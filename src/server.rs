//! WebSocket presence sink.
//!
//! Presence updates are broadcast as JSON [`PresenceEvent`]s to every
//! connected dashboard client. New clients first receive the current
//! display names and status.

use std::collections::HashMap;
use std::net::SocketAddr;
use std::sync::Arc;

use async_trait::async_trait;
use futures_util::{SinkExt, StreamExt};
use tokio::net::{TcpListener, TcpStream};
use tokio::sync::{broadcast, RwLock};
use tokio_tungstenite::{accept_async, tungstenite::Message};
use tracing::{debug, error, info};

use ticker_presence_core::{PresenceError, PresenceSink};
use ticker_presence_types::{Mood, PresenceEvent};

#[derive(Debug, Default)]
struct PresenceView {
    names: HashMap<String, String>,
    status: Option<(String, Mood)>,
}

/// A [`PresenceSink`] that fans updates out over a broadcast channel.
pub struct BroadcastPresenceSink {
    targets: Vec<String>,
    view: RwLock<PresenceView>,
    event_tx: broadcast::Sender<PresenceEvent>,
}

impl BroadcastPresenceSink {
    pub fn new(targets: Vec<String>) -> Self {
        let (event_tx, _) = broadcast::channel(256);
        Self {
            targets,
            view: RwLock::new(PresenceView::default()),
            event_tx,
        }
    }

    pub fn subscribe(&self) -> broadcast::Receiver<PresenceEvent> {
        self.event_tx.subscribe()
    }

    /// Events describing the current presence, for newly connected clients.
    pub async fn current(&self) -> Vec<PresenceEvent> {
        let view = self.view.read().await;
        let mut events: Vec<PresenceEvent> = self
            .targets
            .iter()
            .filter_map(|target| {
                view.names.get(target).map(|text| PresenceEvent::DisplayName {
                    target: target.clone(),
                    text: text.clone(),
                })
            })
            .collect();
        if let Some((text, mood)) = &view.status {
            events.push(PresenceEvent::Status {
                text: text.clone(),
                mood: *mood,
            });
        }
        events
    }

    fn broadcast(&self, event: PresenceEvent) {
        // No connected clients is not an error
        if self.event_tx.send(event).is_err() {
            debug!("No presence clients connected");
        }
    }
}

#[async_trait]
impl PresenceSink for BroadcastPresenceSink {
    async fn targets(&self) -> Vec<String> {
        self.targets.clone()
    }

    async fn display_name(&self, target: &str) -> Option<String> {
        self.view.read().await.names.get(target).cloned()
    }

    async fn set_display_name(&self, target: &str, text: &str) -> Result<(), PresenceError> {
        if !self.targets.iter().any(|t| t == target) {
            return Err(PresenceError::Unreachable(target.to_string()));
        }

        self.view
            .write()
            .await
            .names
            .insert(target.to_string(), text.to_string());
        self.broadcast(PresenceEvent::DisplayName {
            target: target.to_string(),
            text: text.to_string(),
        });
        Ok(())
    }

    async fn set_status(&self, text: &str, mood: Mood) -> Result<(), PresenceError> {
        self.view.write().await.status = Some((text.to_string(), mood));
        self.broadcast(PresenceEvent::Status {
            text: text.to_string(),
            mood,
        });
        Ok(())
    }
}

/// Run the WebSocket server for presence clients.
pub async fn run_server(addr: &str, sink: Arc<BroadcastPresenceSink>) {
    let listener = match TcpListener::bind(addr).await {
        Ok(l) => l,
        Err(e) => {
            error!("Failed to bind server to {}: {}", addr, e);
            return;
        }
    };

    info!("Presence WebSocket server listening on {}", addr);

    loop {
        let (stream, peer_addr) = match listener.accept().await {
            Ok(s) => s,
            Err(e) => {
                error!("Failed to accept connection: {}", e);
                continue;
            }
        };

        let sink = sink.clone();

        tokio::spawn(async move {
            if let Err(e) = handle_client(stream, peer_addr, &sink).await {
                debug!("Client {} error: {}", peer_addr, e);
            }
        });
    }
}

async fn handle_client(
    stream: TcpStream,
    peer_addr: SocketAddr,
    sink: &BroadcastPresenceSink,
) -> anyhow::Result<()> {
    let ws_stream = accept_async(stream).await?;
    let (mut ws_sender, mut ws_receiver) = ws_stream.split();

    // Subscribe before the snapshot so no update falls in between
    let mut event_rx = sink.subscribe();

    debug!("Client {} connected", peer_addr);

    for event in sink.current().await {
        ws_sender
            .send(Message::Text(serde_json::to_string(&event)?))
            .await?;
    }

    loop {
        tokio::select! {
            // Forward presence updates to client
            event = event_rx.recv() => {
                match event {
                    Ok(event) => {
                        let json = serde_json::to_string(&event)?;
                        if ws_sender.send(Message::Text(json)).await.is_err() {
                            break;
                        }
                    }
                    Err(broadcast::error::RecvError::Closed) => break,
                    Err(broadcast::error::RecvError::Lagged(_)) => continue,
                }
            }

            // Handle incoming messages (ping/pong and close)
            msg = ws_receiver.next() => {
                match msg {
                    Some(Ok(Message::Close(_))) | None => break,
                    Some(Err(_)) => break,
                    _ => {}
                }
            }
        }
    }

    debug!("Client {} disconnected", peer_addr);
    Ok(())
}
//! Presence sink abstraction and display formatting.

use async_trait::async_trait;

use crate::error::PresenceError;
use ticker_presence_types::{Mood, PriceSnapshot};

/// Shown in place of a value the provider did not report.
pub const MISSING_VALUE: &str = "N/A";

const ARROW_UP: char = '⬈';
const ARROW_DOWN: char = '⬊';

/// A channel that displays the service's current name and status.
///
/// All calls are best-effort. Callers log failures and move on.
#[async_trait]
pub trait PresenceSink: Send + Sync {
    /// Targets that carry a display name (e.g., one per joined server).
    async fn targets(&self) -> Vec<String>;

    /// Display name currently shown on `target`, if known.
    async fn display_name(&self, target: &str) -> Option<String>;

    async fn set_display_name(&self, target: &str, text: &str) -> Result<(), PresenceError>;

    async fn set_status(&self, text: &str, mood: Mood) -> Result<(), PresenceError>;
}

/// What gets published for one snapshot.
#[derive(Debug, Clone, PartialEq)]
pub struct Presence {
    pub display_name: String,
    pub status: String,
    pub mood: Mood,
}

impl Presence {
    pub fn from_snapshot(snapshot: &PriceSnapshot) -> Self {
        let down = snapshot.is_trending_down();
        Self {
            display_name: display_name(snapshot),
            status: status_text(snapshot),
            mood: if down { Mood::DoNotDisturb } else { Mood::Online },
        }
    }
}

fn fmt_opt(value: Option<f64>, decimals: usize) -> String {
    match value {
        Some(v) => format!("{:.*}", decimals, v),
        None => MISSING_VALUE.to_string(),
    }
}

/// `"{name} #{rank}"`, e.g. `"IOTA #61"`.
pub fn display_name(snapshot: &PriceSnapshot) -> String {
    let rank = snapshot
        .rank
        .map(|r| r.to_string())
        .unwrap_or_else(|| MISSING_VALUE.to_string());
    format!("{} #{}", snapshot.name, rank)
}

/// `"${price} {arrow}24H: {pct}%"`, e.g. `"$0.2000 ⬈24H: 1.50%"`.
pub fn status_text(snapshot: &PriceSnapshot) -> String {
    let arrow = if snapshot.is_trending_down() {
        ARROW_DOWN
    } else {
        ARROW_UP
    };
    format!(
        "${} {}24H: {}%",
        fmt_opt(snapshot.current_price, 4),
        arrow,
        fmt_opt(snapshot.pct_change_24h, 2)
    )
}

#[cfg(test)]
mod tests {
    use super::*;
    use chrono::Utc;
    use std::collections::BTreeMap;
    use ticker_presence_types::{PriceSnapshotRaw, TokenIdentity};

    fn snapshot(rank: Option<u32>, price: Option<f64>, pct_24h: Option<f64>) -> PriceSnapshot {
        let raw = PriceSnapshotRaw {
            rank,
            current_price: price,
            pct_change_24h: pct_24h,
            ..Default::default()
        };
        PriceSnapshot::from_raw(
            &TokenIdentity::new("iota", "IOTA", "miota"),
            raw,
            Utc::now(),
            BTreeMap::new(),
        )
    }

    #[test]
    fn test_presence_up() {
        let presence = Presence::from_snapshot(&snapshot(Some(61), Some(0.2), Some(1.5)));

        assert_eq!(presence.display_name, "IOTA #61");
        assert_eq!(presence.status, "$0.2000 ⬈24H: 1.50%");
        assert_eq!(presence.mood, Mood::Online);
    }

    #[test]
    fn test_presence_down() {
        let presence = Presence::from_snapshot(&snapshot(Some(61), Some(0.18766), Some(-4.321)));

        assert_eq!(presence.status, "$0.1877 ⬊24H: -4.32%");
        assert_eq!(presence.mood, Mood::DoNotDisturb);
    }

    #[test]
    fn test_presence_missing_values() {
        let presence = Presence::from_snapshot(&snapshot(None, None, None));

        assert_eq!(presence.display_name, "IOTA #N/A");
        assert_eq!(presence.status, "$N/A ⬈24H: N/A%");
        assert_eq!(presence.mood, Mood::Online);
    }
}
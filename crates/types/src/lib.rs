//! Token and price data types for the ticker presence service.

use std::collections::BTreeMap;

use chrono::{DateTime, Utc};
use serde::{Deserialize, Serialize};

/// A token as listed by an upstream price provider.
#[derive(Debug, Clone, PartialEq, Eq, Hash, Serialize, Deserialize)]
pub struct TokenIdentity {
    /// The provider's authoritative id (e.g., "iota" on CoinGecko, "1720" on CoinMarketCap)
    pub canonical_id: String,

    /// Human readable name (e.g., "IOTA")
    pub name: String,

    /// Ticker symbol (e.g., "miota")
    pub symbol: String,

    /// URL slug, if the provider has one
    pub slug: Option<String>,
}

impl TokenIdentity {
    pub fn new(canonical_id: &str, name: &str, symbol: &str) -> Self {
        Self {
            canonical_id: canonical_id.to_string(),
            name: name.to_string(),
            symbol: symbol.to_string(),
            slug: None,
        }
    }

    pub fn with_slug(mut self, slug: &str) -> Self {
        self.slug = Some(slug.to_string());
        self
    }
}

/// Market data exactly as returned by a provider, before caching.
#[derive(Debug, Clone, Default, PartialEq, Serialize, Deserialize)]
pub struct PriceSnapshotRaw {
    /// Market cap rank
    pub rank: Option<u32>,

    /// Price in the quote currency
    pub current_price: Option<f64>,

    pub market_cap: Option<f64>,

    pub high_24h: Option<f64>,

    pub low_24h: Option<f64>,

    /// Percent change over the last hour (e.g., -1.25 for -1.25%)
    pub pct_change_1h: Option<f64>,

    /// Percent change over the last 24 hours
    pub pct_change_24h: Option<f64>,

    /// 24h traded volume in the quote currency
    pub total_volume: Option<f64>,

    /// All-time high price
    pub ath_price: Option<f64>,

    /// When the all-time high was reached
    pub ath_date: Option<DateTime<Utc>>,
}

/// A point-in-time market snapshot for one canonical token.
///
/// Snapshots are never mutated once built; a refresh produces a new one with
/// a later `created_at`.
#[derive(Debug, Clone, PartialEq, Serialize, Deserialize)]
pub struct PriceSnapshot {
    pub canonical_id: String,

    pub name: String,

    pub symbol: String,

    pub rank: Option<u32>,

    pub current_price: Option<f64>,

    pub market_cap: Option<f64>,

    pub high_24h: Option<f64>,

    pub low_24h: Option<f64>,

    pub pct_change_1h: Option<f64>,

    pub pct_change_24h: Option<f64>,

    pub total_volume: Option<f64>,

    pub ath_price: Option<f64>,

    pub ath_date: Option<DateTime<Utc>>,

    /// When this snapshot was fetched from upstream
    pub created_at: DateTime<Utc>,

    /// Price of this token in units of another, keyed by upper-cased symbol
    pub relations: BTreeMap<String, f64>,
}

impl PriceSnapshot {
    /// Build a snapshot from raw provider data, stamped with `created_at`.
    pub fn from_raw(
        token: &TokenIdentity,
        raw: PriceSnapshotRaw,
        created_at: DateTime<Utc>,
        relations: BTreeMap<String, f64>,
    ) -> Self {
        Self {
            canonical_id: token.canonical_id.clone(),
            name: token.name.clone(),
            symbol: token.symbol.clone(),
            rank: raw.rank,
            current_price: raw.current_price,
            market_cap: raw.market_cap,
            high_24h: raw.high_24h,
            low_24h: raw.low_24h,
            pct_change_1h: raw.pct_change_1h,
            pct_change_24h: raw.pct_change_24h,
            total_volume: raw.total_volume,
            ath_price: raw.ath_price,
            ath_date: raw.ath_date,
            created_at,
            relations,
        }
    }

    /// Whether the 24h change is negative. Missing data counts as not down.
    pub fn is_trending_down(&self) -> bool {
        self.pct_change_24h.map(|p| p < 0.0).unwrap_or(false)
    }
}

/// Presence mood shown next to the status text.
#[derive(Debug, Clone, Copy, PartialEq, Eq, Hash, Serialize, Deserialize)]
#[serde(rename_all = "snake_case")]
pub enum Mood {
    Online,
    DoNotDisturb,
}

impl std::fmt::Display for Mood {
    fn fmt(&self, f: &mut std::fmt::Formatter<'_>) -> std::fmt::Result {
        match self {
            Mood::Online => write!(f, "online"),
            Mood::DoNotDisturb => write!(f, "dnd"),
        }
    }
}

/// Events published to presence clients.
#[derive(Debug, Clone, PartialEq, Serialize, Deserialize)]
#[serde(tag = "type", rename_all = "snake_case")]
pub enum PresenceEvent {
    /// Display name changed on one target
    DisplayName { target: String, text: String },

    /// Status line changed
    Status { text: String, mood: Mood },
}

#[cfg(test)]
mod tests {
    use super::*;

    #[test]
    fn test_from_raw_copies_identity() {
        let token = TokenIdentity::new("iota", "IOTA", "miota").with_slug("iota");
        let raw = PriceSnapshotRaw {
            rank: Some(60),
            current_price: Some(0.2),
            pct_change_24h: Some(-3.5),
            ..Default::default()
        };

        let snapshot = PriceSnapshot::from_raw(&token, raw, Utc::now(), BTreeMap::new());

        assert_eq!(snapshot.canonical_id, "iota");
        assert_eq!(snapshot.symbol, "miota");
        assert_eq!(snapshot.rank, Some(60));
        assert!(snapshot.is_trending_down());
    }

    #[test]
    fn test_missing_change_is_not_down() {
        let token = TokenIdentity::new("iota", "IOTA", "miota");
        let snapshot =
            PriceSnapshot::from_raw(&token, PriceSnapshotRaw::default(), Utc::now(), BTreeMap::new());
        assert!(!snapshot.is_trending_down());
    }

    #[test]
    fn test_presence_event_serialization() {
        let event = PresenceEvent::Status {
            text: "$0.2000 ⬈24H: 1.00%".to_string(),
            mood: Mood::DoNotDisturb,
        };
        let json = serde_json::to_string(&event).unwrap();
        assert!(json.contains("\"type\":\"status\""));
        assert!(json.contains("\"mood\":\"do_not_disturb\""));
    }
}
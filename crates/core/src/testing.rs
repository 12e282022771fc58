//! In-memory provider and sink used by unit tests.

use std::collections::{HashMap, HashSet};
use std::time::Duration;

use async_trait::async_trait;
use parking_lot::Mutex;

use crate::error::{PresenceError, ProviderError};
use crate::presence::PresenceSink;
use crate::provider::PriceProvider;
use ticker_presence_types::{Mood, PriceSnapshotRaw, TokenIdentity};

pub struct MockProvider {
    tokens: Vec<TokenIdentity>,
    quotes: Mutex<HashMap<String, PriceSnapshotRaw>>,
    failing: Mutex<HashSet<String>>,
    fetches: Mutex<HashMap<String, usize>>,
    delay: Duration,
}

impl MockProvider {
    /// IOTA at $0.20 (+1.5% 24h) and Shimmer at $0.015 (-4% 24h).
    pub fn new() -> Self {
        let iota = PriceSnapshotRaw {
            rank: Some(61),
            current_price: Some(0.20),
            market_cap: Some(556_000_000.0),
            pct_change_24h: Some(1.5),
            ..Default::default()
        };
        let shimmer = PriceSnapshotRaw {
            rank: Some(450),
            current_price: Some(0.015),
            market_cap: Some(27_000_000.0),
            pct_change_24h: Some(-4.0),
            ..Default::default()
        };

        Self {
            tokens: vec![
                TokenIdentity::new("iota", "IOTA", "miota"),
                TokenIdentity::new("shimmer", "Shimmer", "shimmer"),
            ],
            quotes: Mutex::new(HashMap::from([
                ("iota".to_string(), iota),
                ("shimmer".to_string(), shimmer),
            ])),
            failing: Mutex::new(HashSet::new()),
            fetches: Mutex::new(HashMap::new()),
            delay: Duration::ZERO,
        }
    }

    pub fn with_delay(mut self, delay: Duration) -> Self {
        self.delay = delay;
        self
    }

    pub fn tokens(&self) -> Vec<TokenIdentity> {
        self.tokens.clone()
    }

    pub fn set_price(&self, id: &str, price: f64) {
        if let Some(quote) = self.quotes.lock().get_mut(id) {
            quote.current_price = Some(price);
        }
    }

    pub fn set_market_cap(&self, id: &str, market_cap: f64) {
        if let Some(quote) = self.quotes.lock().get_mut(id) {
            quote.market_cap = Some(market_cap);
        }
    }

    pub fn fail(&self, id: &str) {
        self.failing.lock().insert(id.to_string());
    }

    pub fn recover(&self, id: &str) {
        self.failing.lock().remove(id);
    }

    pub fn fetch_count(&self, id: &str) -> usize {
        self.fetches.lock().get(id).copied().unwrap_or(0)
    }

    pub fn total_fetches(&self) -> usize {
        self.fetches.lock().values().sum()
    }
}

#[async_trait]
impl PriceProvider for MockProvider {
    fn name(&self) -> &str {
        "Mock"
    }

    async fn list_tokens(&self) -> Result<Vec<TokenIdentity>, ProviderError> {
        Ok(self.tokens.clone())
    }

    async fn fetch_price(
        &self,
        token: &TokenIdentity,
        _currency: &str,
    ) -> Result<PriceSnapshotRaw, ProviderError> {
        *self.fetches.lock().entry(token.canonical_id.clone()).or_default() += 1;

        if !self.delay.is_zero() {
            tokio::time::sleep(self.delay).await;
        }

        if self.failing.lock().contains(&token.canonical_id) {
            return Err(ProviderError::Status {
                status: 503,
                url: format!("mock://{}", token.canonical_id),
            });
        }

        self.quotes
            .lock()
            .get(&token.canonical_id)
            .cloned()
            .ok_or_else(|| ProviderError::UnknownToken(token.canonical_id.clone()))
    }
}

/// Calls recorded by [`MockSink`].
#[derive(Debug, Clone, PartialEq)]
pub enum SinkCall {
    DisplayName { target: String, text: String },
    Status { text: String, mood: Mood },
}

pub struct MockSink {
    targets: Vec<String>,
    names: Mutex<HashMap<String, String>>,
    unreachable: Mutex<HashSet<String>>,
    calls: Mutex<Vec<SinkCall>>,
}

impl MockSink {
    pub fn new(targets: &[&str]) -> Self {
        Self {
            targets: targets.iter().map(|t| t.to_string()).collect(),
            names: Mutex::new(HashMap::new()),
            unreachable: Mutex::new(HashSet::new()),
            calls: Mutex::new(Vec::new()),
        }
    }

    pub fn make_unreachable(&self, target: &str) {
        self.unreachable.lock().insert(target.to_string());
    }

    pub fn calls(&self) -> Vec<SinkCall> {
        self.calls.lock().clone()
    }

    pub fn display_name_calls(&self) -> Vec<(String, String)> {
        self.calls
            .lock()
            .iter()
            .filter_map(|c| match c {
                SinkCall::DisplayName { target, text } => Some((target.clone(), text.clone())),
                _ => None,
            })
            .collect()
    }

    pub fn status_calls(&self) -> Vec<(String, Mood)> {
        self.calls
            .lock()
            .iter()
            .filter_map(|c| match c {
                SinkCall::Status { text, mood } => Some((text.clone(), *mood)),
                _ => None,
            })
            .collect()
    }
}

#[async_trait]
impl PresenceSink for MockSink {
    async fn targets(&self) -> Vec<String> {
        self.targets.clone()
    }

    async fn display_name(&self, target: &str) -> Option<String> {
        self.names.lock().get(target).cloned()
    }

    async fn set_display_name(&self, target: &str, text: &str) -> Result<(), PresenceError> {
        self.calls.lock().push(SinkCall::DisplayName {
            target: target.to_string(),
            text: text.to_string(),
        });

        if self.unreachable.lock().contains(target) {
            return Err(PresenceError::Unreachable(target.to_string()));
        }

        self.names.lock().insert(target.to_string(), text.to_string());
        Ok(())
    }

    async fn set_status(&self, text: &str, mood: Mood) -> Result<(), PresenceError> {
        self.calls.lock().push(SinkCall::Status {
            text: text.to_string(),
            mood,
        });
        Ok(())
    }
}
//! Single-flight TTL cache of price snapshots.
//!
//! One async mutex guards the whole cache. A miss fetches from the provider
//! while holding it, so concurrent callers for a cold id share one upstream
//! fetch. Relation lookups run inside the same critical section through
//! [`LockedCache`] instead of re-acquiring the lock.

use std::collections::{BTreeMap, HashMap};
use std::sync::Arc;
use std::time::Duration;

use chrono::Utc;
use tokio::sync::Mutex;
use tokio::time::Instant;
use tracing::{debug, info, warn};

use crate::error::PriceError;
use crate::provider::{PriceProvider, DEFAULT_CURRENCY};
use crate::registry::TokenRegistry;
use crate::relation::{RelationResolver, RelationTable};
use ticker_presence_types::{PriceSnapshot, PriceSnapshotRaw, TokenIdentity};

/// Default snapshot time-to-live (60 seconds).
pub const DEFAULT_TTL: Duration = Duration::from_secs(60);

/// Cache settings.
#[derive(Debug, Clone)]
pub struct CacheConfig {
    /// Maximum age of a snapshot before it is refetched
    pub ttl: Duration,

    /// Quote currency passed to the provider
    pub currency: String,

    /// Correlated pairs for relation computation, by any registered key
    pub relations: RelationTable,

    /// Circulating supply per token key, used when upstream market cap is zero
    pub market_cap_fallback: HashMap<String, f64>,
}

impl Default for CacheConfig {
    fn default() -> Self {
        Self {
            ttl: DEFAULT_TTL,
            currency: DEFAULT_CURRENCY.to_string(),
            relations: RelationTable::default(),
            market_cap_fallback: HashMap::new(),
        }
    }
}

struct CacheEntry {
    snapshot: PriceSnapshot,
    inserted_at: Instant,
}

type EntryMap = HashMap<String, CacheEntry>;

/// Price snapshot cache keyed by canonical id.
pub struct PriceCache {
    registry: Arc<TokenRegistry>,
    provider: Arc<dyn PriceProvider>,
    config: CacheConfig,
    entries: Mutex<EntryMap>,
}

impl PriceCache {
    /// Create a cache. Relation pairs and market-cap fallbacks are keyed by
    /// canonical id here; keys the registry does not know are logged and dropped.
    pub fn new(
        registry: Arc<TokenRegistry>,
        provider: Arc<dyn PriceProvider>,
        config: CacheConfig,
    ) -> Self {
        let relations = config.relations.resolved(&registry);

        let mut market_cap_fallback = HashMap::new();
        for (key, supply) in &config.market_cap_fallback {
            match registry.resolve(key) {
                Ok(id) => {
                    market_cap_fallback.insert(id.to_string(), *supply);
                }
                Err(_) => warn!("Skipping market cap fallback for unknown token {}", key),
            }
        }

        let config = CacheConfig {
            relations,
            market_cap_fallback,
            ..config
        };

        Self {
            registry,
            provider,
            config,
            entries: Mutex::new(HashMap::new()),
        }
    }

    pub fn registry(&self) -> &TokenRegistry {
        &self.registry
    }

    /// Get the snapshot for `key`, fetching if missing or stale.
    pub async fn get(&self, key: &str) -> Result<PriceSnapshot, PriceError> {
        let id = self.registry.resolve(key)?;
        let token = self.token(id)?;

        let mut entries = self.entries.lock().await;

        if let Some(snapshot) = self.fresh(&entries, id) {
            return Ok(snapshot);
        }

        let raw = self.fetch(token).await?;

        let relations = if self.config.relations.is_empty() {
            BTreeMap::new()
        } else {
            let locked = LockedCache {
                cache: self,
                entries: &*entries,
            };
            RelationResolver::new(&self.config.relations)
                .resolve(id, raw.current_price, &locked)
                .await
        };

        let snapshot = self.build(token, raw, relations);
        info!(
            "Cached {} at {:?} ({} relations)",
            id,
            snapshot.current_price,
            snapshot.relations.len()
        );

        entries.insert(
            id.to_string(),
            CacheEntry {
                snapshot: snapshot.clone(),
                inserted_at: Instant::now(),
            },
        );

        Ok(snapshot)
    }

    /// The cached snapshot for `key` if still fresh. Never fetches.
    pub async fn cached(&self, key: &str) -> Option<PriceSnapshot> {
        let id = self.registry.resolve(key).ok()?;
        let entries = self.entries.lock().await;
        self.fresh(&entries, id)
    }

    /// Drop the cached entry for `key`, forcing the next `get` to fetch.
    pub async fn invalidate(&self, key: &str) -> Result<(), PriceError> {
        let id = self.registry.resolve(key)?;
        self.entries.lock().await.remove(id);
        Ok(())
    }

    fn token(&self, id: &str) -> Result<&TokenIdentity, PriceError> {
        self.registry
            .identity(id)
            .ok_or_else(|| PriceError::NotFound(id.to_string()))
    }

    fn fresh(&self, entries: &EntryMap, id: &str) -> Option<PriceSnapshot> {
        entries
            .get(id)
            .filter(|entry| entry.inserted_at.elapsed() < self.config.ttl)
            .map(|entry| entry.snapshot.clone())
    }

    async fn fetch(&self, token: &TokenIdentity) -> Result<PriceSnapshotRaw, PriceError> {
        debug!("Fetching {} from {}", token.canonical_id, self.provider.name());
        let mut raw = self
            .provider
            .fetch_price(token, &self.config.currency)
            .await?;

        if let Some(supply) = self.config.market_cap_fallback.get(&token.canonical_id) {
            let missing = raw.market_cap.map(|m| m == 0.0).unwrap_or(true);
            if missing {
                raw.market_cap = raw.current_price.map(|p| p * supply);
            }
        }

        Ok(raw)
    }

    fn build(
        &self,
        token: &TokenIdentity,
        raw: PriceSnapshotRaw,
        relations: BTreeMap<String, f64>,
    ) -> PriceSnapshot {
        PriceSnapshot::from_raw(token, raw, Utc::now(), relations)
    }
}

/// A view of the cache for code already running under the cache lock.
pub struct LockedCache<'a> {
    cache: &'a PriceCache,
    entries: &'a EntryMap,
}

impl LockedCache<'_> {
    /// Look up a canonical id from inside an in-progress `get`.
    ///
    /// Returns the fresh cached snapshot if there is one, otherwise fetches
    /// without computing relations and without storing the result.
    pub async fn get_nested(&self, id: &str) -> Result<PriceSnapshot, PriceError> {
        if let Some(snapshot) = self.cache.fresh(self.entries, id) {
            return Ok(snapshot);
        }

        let token = self.cache.token(id)?;
        let raw = self.cache.fetch(token).await?;
        Ok(self.cache.build(token, raw, BTreeMap::new()))
    }
}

→ EXERCISE GOAL
Filter the listing for the word "match" and copy every line that holds it.

→ OUTPUT OF THE EXERCISE
    let listener = match TcpListener::bind(addr).await {
        let (stream, peer_addr) = match listener.accept().await {
                match event {
                match msg {
    match value {
        match self {
            .filter_map(|c| match c {
            .filter_map(|c| match c {
            match registry.resolve(key) {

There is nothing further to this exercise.